At least in master, dptr_CloseDir(fsp) looks like: void dptr_CloseDir(files_struct *fsp) { if (fsp->dptr) { /* * The destructor for the struct smb_Dir * (fsp->dptr->dir_hnd) now handles * all resource deallocation. */ dptr_close_internal(fsp->dptr); fsp->dptr = NULL; } } dptr_close_internal() looks like: static void dptr_close_internal(struct dptr_struct *dptr) { struct smbd_server_connection *sconn = dptr->conn->sconn; DEBUG(4,("closing dptr key %d\n",dptr->dnum)); if (sconn == NULL) { goto done; } if (sconn->using_smb2) { goto done; } DLIST_REMOVE(sconn->searches.dirptrs, dptr); /* * Free the dnum in the bitmap. Remember the dnum value is always * biased by one with respect to the bitmap. */ if (!bitmap_query(sconn->searches.dptr_bmap, dptr->dnum - 1)) { DEBUG(0,("dptr_close_internal : Error - closing dnum = %d and bitmap not set !\n", dptr->dnum )); } bitmap_clear(sconn->searches.dptr_bmap, dptr->dnum - 1); done: TALLOC_FREE(dptr->dir_hnd); TALLOC_FREE(dptr); } The TALLOC_FREE(dptr->dir_hnd) triggers the destructor on dptr->dir_hnd, which looks like: static int smb_Dir_destructor(struct smb_Dir *dirp) { if (dirp->dir != NULL) { SMB_VFS_CLOSEDIR(dirp->conn,dirp->dir); if (dirp->fsp != NULL) { /* * The SMB_VFS_CLOSEDIR above * closes the underlying fd inside * dirp->fsp. */ dirp->fsp->fh->fd = -1; if (dirp->fsp->dptr != NULL) { SMB_ASSERT(dirp->fsp->dptr->dir_hnd == dirp); dirp->fsp->dptr->dir_hnd = NULL; } dirp->fsp = NULL; } } if (dirp->conn->sconn && !dirp->conn->sconn->using_smb2) { dirp->conn->sconn->searches.dirhandles_open--; } return 0; } SMB_VFS_CLOSEDIR(dirp->conn,dirp->dir) should be what is closing the file descriptor.
Quick question - are you reproducing this on HPUX only ? If so, does HPUX support the fdopendir() call ?
Created attachment 13961 [details] Proposed patch.

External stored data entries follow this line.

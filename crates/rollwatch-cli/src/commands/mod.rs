pub mod check;
pub mod init;
pub mod run;
pub mod snapshot;

use std::path::PathBuf;
use std::sync::Arc;
use std::time::Duration;

use anyhow::Context;
use clap::Args;

use rollwatch_core::RollwatchConfig;
use rollwatch_core::duration::parse_duration;
use rollwatch_fleet::{KubectlFleet, SnapshotCapturer};
use rollwatch_restart::{Orchestrator, WaitOutcome};

/// Which fleet to look at.
#[derive(Args, Debug)]
pub struct FleetArgs {
    /// Config file; optional when --selector is given
    #[arg(short, long, default_value = "rollwatch.toml")]
    pub config: PathBuf,
    /// Label selector, overrides [fleet].selector
    #[arg(short = 'l', long)]
    pub selector: Option<String>,
    /// Namespace, overrides [fleet].namespace
    #[arg(short, long)]
    pub namespace: Option<String>,
}

/// Restart wait timings, shared by `check` and `run`.
#[derive(Args, Debug, Default)]
pub struct PollArgs {
    /// Minimum uptime of a restarted pod, e.g. 10s
    #[arg(long, value_parser = duration_arg)]
    pub stabilization: Option<Duration>,
    /// Delay between polls, e.g. 5s
    #[arg(long, value_parser = duration_arg)]
    pub poll_interval: Option<Duration>,
    /// Give up waiting after this long, e.g. 2m
    #[arg(long, value_parser = duration_arg)]
    pub deadline: Option<Duration>,
    /// Exit non-zero when the restart is not confirmed
    #[arg(long)]
    pub strict: bool,
}

/// `run` timings: the poll timings plus switching tracking off.
#[derive(Args, Debug, Default)]
pub struct TimingArgs {
    /// Do not capture a baseline or wait for a restart
    #[arg(long)]
    pub no_wait: bool,
    #[command(flatten)]
    pub poll: PollArgs,
}

fn duration_arg(s: &str) -> Result<Duration, String> {
    parse_duration(s).ok_or_else(|| format!("invalid duration {s:?} (expected e.g. 500ms, 5s, 2m)"))
}

/// Load the config file (or scaffold one from --selector) and apply overrides.
pub fn load_config(fleet: &FleetArgs, poll: Option<&PollArgs>) -> anyhow::Result<RollwatchConfig> {
    let mut config = if fleet.config.exists() {
        RollwatchConfig::from_file(&fleet.config)?
    } else {
        let selector = fleet.selector.as_deref().with_context(|| {
            format!(
                "no config at {} and no --selector given",
                fleet.config.display()
            )
        })?;
        RollwatchConfig::scaffold(selector)
    };

    if let Some(selector) = &fleet.selector {
        config.fleet.selector = selector.clone();
    }
    if let Some(namespace) = &fleet.namespace {
        config.fleet.namespace = Some(namespace.clone());
    }

    if let Some(poll) = poll {
        if let Some(d) = poll.stabilization {
            config.restart.stabilization = d;
        }
        if let Some(d) = poll.poll_interval {
            config.restart.poll_interval = d;
        }
        if let Some(d) = poll.deadline {
            config.restart.deadline = d;
        }
    }

    config.validate()?;
    tracing::debug!(selector = %config.fleet.selector, timings = %config.timing_summary(), "config loaded");
    Ok(config)
}

/// [`load_config`] for `run`, which may also switch tracking off.
pub fn load_run_config(fleet: &FleetArgs, timing: &TimingArgs) -> anyhow::Result<RollwatchConfig> {
    let mut config = load_config(fleet, Some(&timing.poll))?;
    if timing.no_wait {
        config.restart.wait = false;
    }
    Ok(config)
}

pub fn capturer_for(config: &RollwatchConfig) -> SnapshotCapturer {
    let fleet = KubectlFleet::from_config(&config.fleet);
    SnapshotCapturer::new(Arc::new(fleet), config.fleet.selector.clone())
}

pub fn orchestrator_for(config: &RollwatchConfig) -> Orchestrator {
    Orchestrator::new(capturer_for(config), config.restart.clone())
}

/// Print the wait outcome. With `strict`, an unconfirmed restart is an error.
pub fn report(outcome: &WaitOutcome, strict: bool) -> anyhow::Result<()> {
    match outcome {
        WaitOutcome::Skipped => println!("- Restart tracking disabled"),
        WaitOutcome::Restarted { polls } => {
            println!("✓ Fleet restarted and stable (after {polls} polls)")
        }
        WaitOutcome::TimedOut { polls } => {
            println!("! Fleet restart NOT detected after {polls} polls, continuing")
        }
        WaitOutcome::Aborted(e) => println!("! Restart wait aborted: {e}"),
    }

    let unconfirmed = matches!(outcome, WaitOutcome::TimedOut { .. } | WaitOutcome::Aborted(_));
    if strict && unconfirmed {
        anyhow::bail!("fleet restart not confirmed");
    }
    Ok(())
}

Ralph, I think this is the correct fix (and I think this is a problem for all underlying operation systems that don't have an fdopendir() libc library call). HPE folks, can you test this and get back to me ? Jeremy.
Indeed HP-UX do not support fdopendir and SMB_VFS_OPENDIR() fails with ENOSYS. then dirp->fsp is not set
I have ported and tested the patch. This patch has fixed FD leak. Thanks..
Ralph, once you've +1'ed this I'll get into master and create back-ports for all supported versions. It looks like the correct fix.
Created attachment 13979 [details] git-am fix for 4.8.0rc, 4.7.next, 4.6.next. Cherry-picked from master.
Reassigning to Karolin for inclustion in 4.8, 4.7 and 4.6.
Karolin, I don't see this one in 4.8.0 so I think it got dropped. Can you add it to the relevent releases ? Thanks, Jeremy.
(In reply to Jeremy Allison from comment #12) Pushed to autobuild-v4-[8,7,6]-test.
(In reply to Karolin Seeger from comment #13) Pushed to v4-8-test and v4-7-test, re-trying autobuild-v4-6-test.
(In reply to Karolin Seeger from comment #14) Pushed to all branches. Closing out bug report. Thanks!